The 2017 Albert Lasker Basic Medical Research Award goes to Michael N. Hall (Biozentrum, University of Basel, Switzerland) “for discoveries concerning the nutrient-activated TOR proteins and their central role in the metabolic control of cell growth” ( Lasker Foundation , 6 Sep 2017).

TOR (target of rapamycin) proteins are evolutionarily conserved Ser/Thr protein kinases that sense the cellular energy status and the availability of nutrients and other growth signals and integrate these signals to regulate metabolic pathways that drive cell growth.

Hall discovered the TOR1 and TOR2 proteins in budding yeast in the 1990s. His discoveries revealed that cell growth is an actively regulated process, which came as a surprise, as previously cell growth was thought to be driven by spontaneous increase in cell size (owing to increased protein and lipid synthesis), when nutrients are available. Initially, Hall and colleagues were interested in how the immunosuppressant drug rapamycin functions, and found that it blocked cell proliferation in yeast cells. This enabled them to isolate TOR1 and TOR2, the deletion of which mimicked the effects of rapamycin, inhibiting both cell division and cell growth.

The mammalian counterpart, mTOR, was identified by several research groups for its ability to bind to rapamycin, and subsequent work over the years from the Hall laboratory and others has revealed the importance of the mTOR signalling network in animal physiology, development and ageing, as well as its crucial role in diseases such as diabetes and cancer.
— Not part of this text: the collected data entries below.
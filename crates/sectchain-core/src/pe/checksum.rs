//! Optional-header `CheckSum` computation.
//!
//! Firmware loaders ignore the field, but kernel-mode images and some
//! signing tools verify it, so a rewritten image can carry a fresh value.

use super::parser::PeFile;

/// Compute the PE checksum of `data`, treating the four bytes at
/// `checksum_offset` as zero.
///
/// Little-endian dwords are summed with end-around carry, folded to 16 bits
/// and the file length is added.  A trailing partial dword is zero-padded.
pub fn compute(data: &[u8], checksum_offset: usize) -> u32 {
    let mut sum: u64 = 0;
    let field = checksum_offset..checksum_offset.saturating_add(4);
    for (i, chunk) in data.chunks(4).enumerate() {
        let mut dword = [0u8; 4];
        dword[..chunk.len()].copy_from_slice(chunk);
        for (j, byte) in dword.iter_mut().enumerate() {
            if field.contains(&(i * 4 + j)) {
                *byte = 0;
            }
        }
        sum = (sum & 0xFFFF_FFFF) + u32::from_le_bytes(dword) as u64 + (sum >> 32);
        if sum > u32::MAX as u64 {
            sum = (sum & 0xFFFF_FFFF) + (sum >> 32);
        }
    }
    sum = (sum & 0xFFFF) + (sum >> 16);
    sum += sum >> 16;
    sum &= 0xFFFF;
    (sum as u32).wrapping_add(data.len() as u32)
}

impl PeFile {
    /// Checksum of the current raw buffer.
    pub fn compute_checksum(&self) -> u32 {
        compute(&self.data, self.checksum_offset())
    }

    /// `true` when the stored checksum matches the buffer.
    pub fn checksum_is_valid(&self) -> bool {
        self.optional_header.checksum == self.compute_checksum()
    }
}

/// Patch the checksum field of an already-serialized image in place.
pub fn update_in_place(data: &mut [u8], checksum_offset: usize) -> Option<u32> {
    if checksum_offset + 4 > data.len() {
        return None;
    }
    let checksum = compute(data, checksum_offset);
    data[checksum_offset..checksum_offset + 4].copy_from_slice(&checksum.to_le_bytes());
    Some(checksum)
}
“Hall opened the doors to ... unravelling fundamental mechanisms of growth and development”

Thus, Hall opened the doors to a big research field, unravelling fundamental mechanisms of growth and development. Although many of the intricate mechanisms underlying mTOR function have been identified, many questions remain, including how mTOR interacts with upstream regulators and other signalling pathways, how it affects many downstream processes, and how mTOR deregulation can lead to disease.